In case of area weighted averages we consider $$\textbf{P}_{t}(j,k)$$ as the polygon that represents the target grid cell at position $$(j,k)$$, and $$\textbf{P}_{s}(i)$$ as the polygon that is defined by the boundary coordinates $$\phi^{B}_{s}(i,l)$$ and $$\lambda^{B}_{s}(i,l)$$. The weights are then determined using:

\begin{eqnarray} w(i,j,k) & = & \sum_{i}{\begin{cases} \frac{\textrm{area}(\textbf{P}_{t}(j,k) \wedge \textbf{P}_{s}(i))}{\textrm{area}(\textbf{P}_{t}(j,k))}, & x_{s}(i) \ne \mathit{nan} \\ 0, & x_{s}(i) = \mathit{nan} \\ \end{cases}} \end{eqnarray}

The algorithms for the polygon area calculation $$\textrm{area}(\textbf{P})$$ and polygon intersection $$\textbf{P}_{a} \wedge \textbf{P}_{b}$$ are those for polygons in a 2D Cartesian plane (i.e. these calculations are not performed using polygons on a sphere).

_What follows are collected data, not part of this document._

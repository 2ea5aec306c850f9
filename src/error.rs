use std::collections::TryReserveError;
use std::fmt;

use static_assertions::assert_impl_all;

/// Failure to allocate memory for a coroutine's saved stack.
///
/// It is the only recoverable error of this crate. The coroutine involved is left untouched: the
/// old buffer is released only after the new one was acquired.
#[derive(Clone, PartialEq, Eq)]
pub struct AllocError {
    requested: usize,
    source: TryReserveError,
}

assert_impl_all!(AllocError: Send, Sync);

impl AllocError {
    pub(crate) fn new(requested: usize, source: TryReserveError) -> Self {
        AllocError { requested, source }
    }

    /// Number of bytes that failed to be allocated.
    pub fn requested(&self) -> usize {
        self.requested
    }
}

impl fmt::Debug for AllocError {
    fn fmt(&self, f: &mut fmt::Formatter<'_>) -> fmt::Result {
        write!(f, "AllocError {{ requested: {} }}", self.requested)
    }
}

impl fmt::Display for AllocError {
    fn fmt(&self, f: &mut fmt::Formatter<'_>) -> fmt::Result {
        write!(f, "fail to allocate {} bytes for saved stack", self.requested)
    }
}

impl std::error::Error for AllocError {
    fn source(&self) -> Option<&(dyn std::error::Error + 'static)> {
        Some(&self.source)
    }
}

With the calculated weights each variable is then regridded using:

\begin{eqnarray} y_{t}(j,k) & = & \frac{\sum_{i}{w(i,j,k)y_{s}(i)}}{\sum_{i}{w(i,j,k)}} \end{eqnarray}

In most cases, each variable is directly mapped to $$y$$. The special cases are:

• random uncertainty variables are averaged using the square of each value. The final value is given by: $$y_{t}(j,k) = \frac{\sqrt{\sum_{i}{\left(w(i,j,k)y_{s}(i)\right)^{2}}}}{\sum_{i}{w(i,j,k)}}$$.

• total uncertainty variables are always averaged as correlated (i.e. using a regular average).

• variables that define an angle (such as latitude, longitude, angle and direction) are averaged using their unit vector representation ($$\textbf{y}_{s} = (\textrm{cos}(y_{s}) , \textrm{sin}(y_{s}))$$. The final average is converted back into an angle using $$\textrm{atan2}(\textbf{y}_{t})$$. The norm $$\|\textbf{y}_{t}\|$$ is stored as the weight for this variable.